Optimierte Dichtung im Fahrradgetriebe dank Plasma

Hochpräzise Fahrradgetriebe erfordern vor allem eins – alle Teile müssen auf kleiner Fläche zuverlässig funktionieren. Gemeinsam haben das Fraunhofer-Institut für Schicht- und Oberflächentechnik IST, die Rohloff AG und der dänische Anlagenbauer Tantec A/S eine Lösung realisiert, mit der Wellen besser abgedichtet werden können.

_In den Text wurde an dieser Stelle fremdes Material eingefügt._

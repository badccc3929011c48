use rusqlite::Connection;

/// Initialize the database schema. Idempotent; runs at every startup.
pub fn init_db(conn: &Connection) -> rusqlite::Result<()> {
    conn.execute_batch(
        r#"
        PRAGMA journal_mode = WAL;
        PRAGMA synchronous = NORMAL;
        PRAGMA foreign_keys = ON;
        PRAGMA wal_autocheckpoint = 1000;
        PRAGMA journal_size_limit = 67108864;

        -- Customers (billing contacts - own subscriptions and licenses)
        CREATE TABLE IF NOT EXISTS customers (
            id TEXT PRIMARY KEY,
            email TEXT NOT NULL UNIQUE,
            name TEXT,
            created_at INTEGER NOT NULL,
            updated_at INTEGER NOT NULL
        );
        CREATE INDEX IF NOT EXISTS idx_customers_email ON customers(email);

        -- Products (digital downloads with optional billing + licensing config)
        -- billing_period NULL = one-time purchase
        -- license_length_days NULL = lifetime licenses
        CREATE TABLE IF NOT EXISTS products (
            id TEXT PRIMARY KEY,
            name TEXT NOT NULL,
            slug TEXT NOT NULL UNIQUE,
            version TEXT NOT NULL DEFAULT '1.0.0',
            price_cents INTEGER NOT NULL,
            currency TEXT NOT NULL DEFAULT 'usd',
            signup_fee_cents INTEGER NOT NULL DEFAULT 0,
            trial_days INTEGER NOT NULL DEFAULT 0,
            billing_period TEXT CHECK (billing_period IS NULL OR billing_period IN ('day', 'week', 'month', 'quarter', 'semi-year', 'year')),
            bill_times INTEGER NOT NULL DEFAULT 0,
            licensing_enabled INTEGER NOT NULL DEFAULT 0,
            activation_limit INTEGER NOT NULL DEFAULT 0,
            license_length_days INTEGER,
            changelog TEXT,
            package_url TEXT,
            created_at INTEGER NOT NULL,
            updated_at INTEGER NOT NULL
        );
        CREATE INDEX IF NOT EXISTS idx_products_slug ON products(slug);

        -- Subscriptions (the billing lifecycle state machine)
        -- expiration is the next renewal date, or end of access for
        -- non-renewing states; NULL until activated
        CREATE TABLE IF NOT EXISTS subscriptions (
            id TEXT PRIMARY KEY,
            customer_id TEXT NOT NULL REFERENCES customers(id) ON DELETE CASCADE,
            product_id TEXT NOT NULL REFERENCES products(id) ON DELETE CASCADE,
            period TEXT NOT NULL CHECK (period IN ('day', 'week', 'month', 'quarter', 'semi-year', 'year')),
            initial_amount_cents INTEGER NOT NULL,
            recurring_amount_cents INTEGER NOT NULL,
            currency TEXT NOT NULL DEFAULT 'usd',
            bill_times INTEGER NOT NULL DEFAULT 0,
            times_billed INTEGER NOT NULL DEFAULT 0,
            trial_days INTEGER NOT NULL DEFAULT 0,
            gateway TEXT NOT NULL,
            profile_id TEXT,
            status TEXT NOT NULL CHECK (status IN ('pending', 'trialling', 'active', 'cancelled', 'failing', 'expired', 'completed')),
            created_at INTEGER NOT NULL,
            expiration INTEGER,
            notes TEXT,
            updated_at INTEGER NOT NULL
        );
        CREATE INDEX IF NOT EXISTS idx_subscriptions_customer ON subscriptions(customer_id);
        CREATE INDEX IF NOT EXISTS idx_subscriptions_product ON subscriptions(product_id);
        CREATE INDEX IF NOT EXISTS idx_subscriptions_status ON subscriptions(status);
        CREATE INDEX IF NOT EXISTS idx_subscriptions_status_expiration ON subscriptions(status, expiration);
        CREATE UNIQUE INDEX IF NOT EXISTS idx_subscriptions_gateway_profile ON subscriptions(gateway, profile_id) WHERE profile_id IS NOT NULL;

        -- Payments (initial / renewal / refund events per subscription)
        CREATE TABLE IF NOT EXISTS payments (
            id TEXT PRIMARY KEY,
            subscription_id TEXT NOT NULL REFERENCES subscriptions(id) ON DELETE CASCADE,
            amount_cents INTEGER NOT NULL,
            currency TEXT NOT NULL DEFAULT 'usd',
            gateway TEXT NOT NULL,
            transaction_id TEXT,
            payment_type TEXT NOT NULL CHECK (payment_type IN ('initial', 'renewal', 'refund')),
            created_at INTEGER NOT NULL
        );
        CREATE INDEX IF NOT EXISTS idx_payments_subscription ON payments(subscription_id);
        CREATE UNIQUE INDEX IF NOT EXISTS idx_payments_gateway_txn ON payments(gateway, transaction_id) WHERE transaction_id IS NOT NULL;

        -- Licenses (the key store)
        -- activation_limit NULL = inherit product default, 0 = unlimited
        -- expiration NULL = lifetime
        CREATE TABLE IF NOT EXISTS licenses (
            id TEXT PRIMARY KEY,
            key TEXT NOT NULL UNIQUE,
            customer_id TEXT NOT NULL REFERENCES customers(id) ON DELETE CASCADE,
            product_id TEXT NOT NULL REFERENCES products(id) ON DELETE CASCADE,
            subscription_id TEXT REFERENCES subscriptions(id) ON DELETE SET NULL,
            status TEXT NOT NULL CHECK (status IN ('inactive', 'active', 'expired', 'disabled')),
            activation_limit INTEGER,
            expiration INTEGER,
            notes TEXT,
            created_at INTEGER NOT NULL,
            updated_at INTEGER NOT NULL
        );
        CREATE INDEX IF NOT EXISTS idx_licenses_key ON licenses(key);
        CREATE INDEX IF NOT EXISTS idx_licenses_customer ON licenses(customer_id);
        CREATE INDEX IF NOT EXISTS idx_licenses_product ON licenses(product_id);
        CREATE INDEX IF NOT EXISTS idx_licenses_subscription ON licenses(subscription_id);
        CREATE INDEX IF NOT EXISTS idx_licenses_status_expiration ON licenses(status, expiration);

        -- License meta (open key/value per license)
        CREATE TABLE IF NOT EXISTS license_meta (
            id TEXT PRIMARY KEY,
            license_id TEXT NOT NULL REFERENCES licenses(id) ON DELETE CASCADE,
            meta_key TEXT NOT NULL,
            meta_value TEXT NOT NULL,
            created_at INTEGER NOT NULL,
            updated_at INTEGER NOT NULL,
            UNIQUE(license_id, meta_key)
        );
        CREATE INDEX IF NOT EXISTS idx_license_meta_license ON license_meta(license_id);
        CREATE INDEX IF NOT EXISTS idx_license_meta_kv ON license_meta(meta_key, meta_value);

        -- Activations (sites activated against a license)
        -- is_local: local/staging installs never count against the limit
        CREATE TABLE IF NOT EXISTS activations (
            id TEXT PRIMARY KEY,
            license_id TEXT NOT NULL REFERENCES licenses(id) ON DELETE CASCADE,
            site_url TEXT NOT NULL,
            is_local INTEGER NOT NULL DEFAULT 0,
            activated_at INTEGER NOT NULL,
            last_seen_at INTEGER NOT NULL,
            UNIQUE(license_id, site_url)
        );
        CREATE INDEX IF NOT EXISTS idx_activations_license ON activations(license_id);

        -- Admin API keys (only the SHA-256 hash is stored)
        CREATE TABLE IF NOT EXISTS api_keys (
            id TEXT PRIMARY KEY,
            name TEXT NOT NULL,
            key_prefix TEXT NOT NULL,
            key_hash TEXT NOT NULL UNIQUE,
            created_at INTEGER NOT NULL,
            last_used_at INTEGER,
            revoked_at INTEGER
        );
        CREATE INDEX IF NOT EXISTS idx_api_keys_hash ON api_keys(key_hash);

        -- Processed webhook deliveries (replay suppression)
        CREATE TABLE IF NOT EXISTS webhook_events (
            gateway TEXT NOT NULL,
            event_id TEXT NOT NULL,
            received_at INTEGER NOT NULL,
            PRIMARY KEY (gateway, event_id)
        );

        -- Sent reminder notices (one row per object + notice, forever)
        CREATE TABLE IF NOT EXISTS reminder_log (
            object_type TEXT NOT NULL CHECK (object_type IN ('subscription', 'license')),
            object_id TEXT NOT NULL,
            notice_key TEXT NOT NULL,
            sent_at INTEGER NOT NULL,
            PRIMARY KEY (object_type, object_id, notice_key)
        );
        "#,
    )
}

Plasma statt Chemie: Fraunhofer und Partner entwickeln ein nachhaltiges Verfahren für zuverlässige Fahrradtechnik.
Foto: Fraunhofer IST

Plasma statt Chemie: Fraunhofer und Partner entwickeln ein nachhaltiges Verfahren für zuverlässige Fahrradtechnik.

Foto: Fraunhofer IST

Getriebe sollen leicht laufen und gleichzeitig Dicht sein, damit weder Öl austritt noch Verschmutzung in die Mechanik eindringen kann. Wo der Einbauraum den Einsatz konventioneller Wellendichtungen nicht zulässt, kommen dazu flüssige Dichtmittel zum Einsatz. Die Herausforderung besteht aber darin, dass diese an gut an den metallischen Oberflächen haften. Gemeinsam haben das Fraunhofer-Institut für Schicht- und Oberflächentechnik IST, die Rohloff AG und der dänische Anlagenbauer Tantec A/S dafür nun eine innovative Lösung realisiert, die die Haftung dieser Dichtstoffe gezielt verbessert.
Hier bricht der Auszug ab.